SACRAMENTO – California Attorney General Xavier Becerra today condemned the Trump Administration’s announcement of a final rule leaving the current National Ambient Air Quality Standards (NAAQS) for particulate matter pollution unchanged – instead of strengthening them as a multi-state coalition urged in July and November. Particulate matter (PM2.5) is a pollutant emitted from a variety of sources including vehicles, factories, and construction sites. The Environmental Protection Agency’s (EPA) own science – which underestimates the risk of particulate matter pollution – shows that the number of deaths from particulate matter emissions ranges from 16,000 to 17,000 annually. In addition to premature mortality, particulate matter is linked to many serious public health problems including cardiovascular disease, respiratory impacts, and cancer.
“On its way out the door, the Trump Administration has refused to strengthen standards regulating particulate matter pollution despite a plethora of evidence showing its damaging effects on public health, particularly when coupled with a deadly respiratory pandemic,” said Attorney General Becerra. “It’s despicable. Across the country, our relatives and neighbors in low-income communities are bearing the brunt of particulate matter pollution and the resulting health consequences. Today, the Trump Administration's callous disregard for their lives is on full display."

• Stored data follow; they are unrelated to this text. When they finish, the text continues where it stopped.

//! Append-only write-ahead log with CRC-protected records.
//!
//! Record binary format (all integers little-endian):
//!
//! ```text
//! [CRC32 u32] [seq_no u64] [timestamp_ms u64] [op u8]
//! [key_len u32] [key ...] [val_len u32] [value ...]
//! ```
//!
//! The CRC32 (IEEE) covers everything after the checksum field. Recovery
//! reads records sequentially and stops at the first checksum mismatch or
//! truncated record, so a torn tail from a crash is discarded cleanly.
//!
//! Durability is batched two ways: an op-count threshold fsyncs inline
//! once enough appends have accumulated, and a background timer thread
//! fsyncs whenever the log is dirty. After [`Wal::sync`] returns, every
//! record whose sequence number `append` has handed out is durable.

use parking_lot::{Condvar, Mutex};
use std::fs::{File, OpenOptions};
use std::io::{self, Write};
use std::path::{Path, PathBuf};
use std::sync::atomic::{AtomicBool, AtomicU32, Ordering};
use std::sync::Arc;
use std::thread::JoinHandle;
use std::time::Duration;

const WAL_FILE: &str = "wal.bin";

/// Fixed bytes before the key: seq (8) + timestamp (8) + op (1) + key_len (4).
const FIXED_PAYLOAD: usize = 21;
/// Smallest possible record: CRC + fixed payload + val_len, empty key/value.
const MIN_RECORD: usize = 4 + FIXED_PAYLOAD + 4;

#[derive(Debug, thiserror::Error)]
pub enum WalError {
    #[error("WAL I/O error: {0}")]
    Io(#[from] io::Error),
}

/// Operation types recorded in the WAL.
#[derive(Debug, Clone, Copy, PartialEq, Eq)]
pub enum WalOp {
    Set = 0,
    Del = 1,
}

/// A single WAL record.
#[derive(Debug, Clone, PartialEq, Eq)]
pub struct WalRecord {
    pub seq_no: u64,
    pub timestamp_ms: u64,
    pub op: WalOp,
    pub key: Vec<u8>,
    /// Empty for [`WalOp::Del`].
    pub value: Vec<u8>,
}

struct WalFile {
    file: File,
    next_seq_no: u64,
}

struct Shared {
    file: Mutex<WalFile>,
    dirty: AtomicBool,
    ops_since_sync: AtomicU32,
    shutdown: Mutex<bool>,
    shutdown_cv: Condvar,
}

impl Shared {
    fn sync(&self) -> io::Result<()> {
        let guard = self.file.lock();
        guard.file.sync_all()?;
        drop(guard);
        self.dirty.store(false, Ordering::Release);
        self.ops_since_sync.store(0, Ordering::Release);
        Ok(())
    }
}

/// Append-only durable log at `<dir>/wal.bin`.
pub struct Wal {
    shared: Arc<Shared>,
    path: PathBuf,
    fsync_batch_ops: u32,
    flusher: Mutex<Option<JoinHandle<()>>>,
}

impl std::fmt::Debug for Wal {
    fn fmt(&self, f: &mut std::fmt::Formatter<'_>) -> std::fmt::Result {
        f.debug_struct("Wal").field("path", &self.path).finish_non_exhaustive()
    }
}

impl Wal {
    /// Open (or create) the WAL at `<dir>/wal.bin`.
    ///
    /// `fsync_interval_ms` > 0 starts a background thread that fsyncs the
    /// file whenever it is dirty; `fsync_batch_ops` > 0 additionally fsyncs
    /// inline once that many appends have accumulated.
    pub fn open(
        dir: &Path,
        fsync_interval_ms: u32,
        fsync_batch_ops: u32,
    ) -> Result<Self, WalError> {
        std::fs::create_dir_all(dir)?;
        let path = dir.join(WAL_FILE);
        let file = OpenOptions::new().create(true).append(true).open(&path)?;

        let shared = Arc::new(Shared {
            file: Mutex::new(WalFile {
                file,
                next_seq_no: 1,
            }),
            dirty: AtomicBool::new(false),
            ops_since_sync: AtomicU32::new(0),
            shutdown: Mutex::new(false),
            shutdown_cv: Condvar::new(),
        });

        let flusher = if fsync_interval_ms > 0 {
            let shared = shared.clone();
            let interval = Duration::from_millis(u64::from(fsync_interval_ms));
            Some(std::thread::spawn(move || flusher_loop(&shared, interval)))
        } else {
            None
        };

        Ok(Self {
            shared,
            path,
            fsync_batch_ops,
            flusher: Mutex::new(flusher),
        })
    }

    /// Append a record, assigning it the next sequence number. Returns the
    /// assigned sequence number. Durability follows the batching policy;
    /// call [`sync`](Wal::sync) to force it.
    pub fn append(
        &self,
        op: WalOp,
        key: &[u8],
        value: &[u8],
        timestamp_ms: u64,
    ) -> Result<u64, WalError> {
        let seq_no = {
            let mut guard = self.shared.file.lock();
            let seq_no = guard.next_seq_no;
            let buf = encode_record(seq_no, timestamp_ms, op, key, value);
            guard.file.write_all(&buf)?;
            guard.next_seq_no += 1;
            seq_no
        };

        self.shared.dirty.store(true, Ordering::Release);
        let ops = self.shared.ops_since_sync.fetch_add(1, Ordering::AcqRel) + 1;
        if self.fsync_batch_ops > 0 && ops >= self.fsync_batch_ops {
            self.shared.sync()?;
        }

        Ok(seq_no)
    }

    /// Read every valid record from the start of the file, stopping at the
    /// first corrupt or truncated record. Seeds the next sequence number
    /// from the highest one observed.
    pub fn recover(&self) -> Result<Vec<WalRecord>, WalError> {
        let data = std::fs::read(&self.path)?;

        let mut records = Vec::new();
        let mut offset = 0usize;
        let mut max_seq = 0u64;

        while offset < data.len() {
            match decode_record(&data[offset..]) {
                Some((record, consumed)) => {
                    max_seq = max_seq.max(record.seq_no);
                    records.push(record);
                    offset += consumed;
                }
                None => {
                    tracing::warn!(
                        offset,
                        "WAL recovery halted (corrupt or truncated record)"
                    );
                    break;
                }
            }
        }

        let mut guard = self.shared.file.lock();
        if max_seq + 1 > guard.next_seq_no {
            guard.next_seq_no = max_seq + 1;
        }

        Ok(records)
    }

    /// Fsync the file. On return, every appended record is durable.
    pub fn sync(&self) -> Result<(), WalError> {
        self.shared.sync()?;
        Ok(())
    }

    /// The last assigned sequence number (0 if nothing was appended).
    pub fn current_seq_no(&self) -> u64 {
        self.shared.file.lock().next_seq_no - 1
    }

    /// Stop the background flusher and perform a final fsync. Safe to call
    /// more than once; also invoked on drop.
    pub fn close(&self) -> Result<(), WalError> {
        {
            let mut shutdown = self.shared.shutdown.lock();
            *shutdown = true;
        }
        self.shared.shutdown_cv.notify_all();

        if let Some(handle) = self.flusher.lock().take() {
            let _ = handle.join();
        }

        self.shared.sync()?;
        Ok(())
    }
}

impl Drop for Wal {
    fn drop(&mut self) {
        if let Err(e) = self.close() {
            tracing::warn!("WAL close on drop failed: {}", e);
        }
    }
}

fn flusher_loop(shared: &Shared, interval: Duration) {
    let mut shutdown = shared.shutdown.lock();
    loop {
        if *shutdown {
            return;
        }
        shared.shutdown_cv.wait_for(&mut shutdown, interval);
        if *shutdown {
            return;
        }
        if shared.dirty.load(Ordering::Acquire) {
            // Release the shutdown lock during the fsync so close() is
            // never blocked on disk.
            drop(shutdown);
            if let Err(e) = shared.sync() {
                tracing::warn!("background WAL fsync failed: {}", e);
            }
            shutdown = shared.shutdown.lock();
        }
    }
}

// ---------------------------------------------------------------------------
// Record codec
// ---------------------------------------------------------------------------

fn encode_record(
    seq_no: u64,
    timestamp_ms: u64,
    op: WalOp,
    key: &[u8],
    value: &[u8],
) -> Vec<u8> {
    let mut payload = Vec::with_capacity(FIXED_PAYLOAD + key.len() + 4 + value.len());
    payload.extend_from_slice(&seq_no.to_le_bytes());
    payload.extend_from_slice(&timestamp_ms.to_le_bytes());
    payload.push(op as u8);
    payload.extend_from_slice(&(key.len() as u32).to_le_bytes());
    payload.extend_from_slice(key);
    payload.extend_from_slice(&(value.len() as u32).to_le_bytes());
    payload.extend_from_slice(value);

    let crc = crc32fast::hash(&payload);

    let mut buf = Vec::with_capacity(4 + payload.len());
    buf.extend_from_slice(&crc.to_le_bytes());
    buf.extend_from_slice(&payload);
    buf
}

fn read_u32(data: &[u8], offset: usize) -> u32 {
    let mut b = [0u8; 4];
    b.copy_from_slice(&data[offset..offset + 4]);
    u32::from_le_bytes(b)
}

fn read_u64(data: &[u8], offset: usize) -> u64 {
    let mut b = [0u8; 8];
    b.copy_from_slice(&data[offset..offset + 8]);
    u64::from_le_bytes(b)
}

/// Decode one record from the front of `data`. `None` means the bytes are
/// truncated, length-inconsistent or fail the checksum — recovery stops.
fn decode_record(data: &[u8]) -> Option<(WalRecord, usize)> {
    if data.len() < MIN_RECORD {
        return None;
    }

    let stored_crc = read_u32(data, 0);
    let payload = &data[4..];

    let seq_no = read_u64(payload, 0);
    let timestamp_ms = read_u64(payload, 8);
    let op = match payload[16] {
        0 => WalOp::Set,
        1 => WalOp::Del,
        _ => return None,
    };
    let key_len = read_u32(payload, 17) as usize;

    // val_len sits after the key; make sure it is in range.
    if FIXED_PAYLOAD + key_len + 4 > payload.len() {
        return None;
    }
    let val_len = read_u32(payload, FIXED_PAYLOAD + key_len) as usize;

    let payload_len = FIXED_PAYLOAD + key_len + 4 + val_len;
    if payload_len > payload.len() {
        return None;
    }

    let computed = crc32fast::hash(&payload[..payload_len]);
    if computed != stored_crc {
        return None;
    }

    let key = payload[FIXED_PAYLOAD..FIXED_PAYLOAD + key_len].to_vec();
    let val_start = FIXED_PAYLOAD + key_len + 4;
    let value = payload[val_start..val_start + val_len].to_vec();

    Some((
        WalRecord {
            seq_no,
            timestamp_ms,
            op,
            key,
            value,
        },
        4 + payload_len,
    ))
}

// ---------------------------------------------------------------------------
// Tests
// ---------------------------------------------------------------------------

Under the Clean Air Act, the EPA is required to set NAAQS for several pollutants including particulate matter. The standards are required to be set at a level that protects public health, safety, and welfare. The EPA is then required to review the standards once every five years and revise them if new information shows that the existing standards are inadequate. The EPA’s regulations have reduced annual concentrations of PM2.5 by 39 percent between 2000 and 2018. Nevertheless, the science shows that more protection is necessary. Since the EPA’s last review, the new science has made clear that exposure to particulate matter causes grievous health impacts, even at levels below the current standards. The EPA’s own staff concurred on these conclusions. Additionally, multiple studies – highlighted in the July and November comment letters submitted by state attorneys general – have found links between mortality from COVID-19 and particulate matter exposure.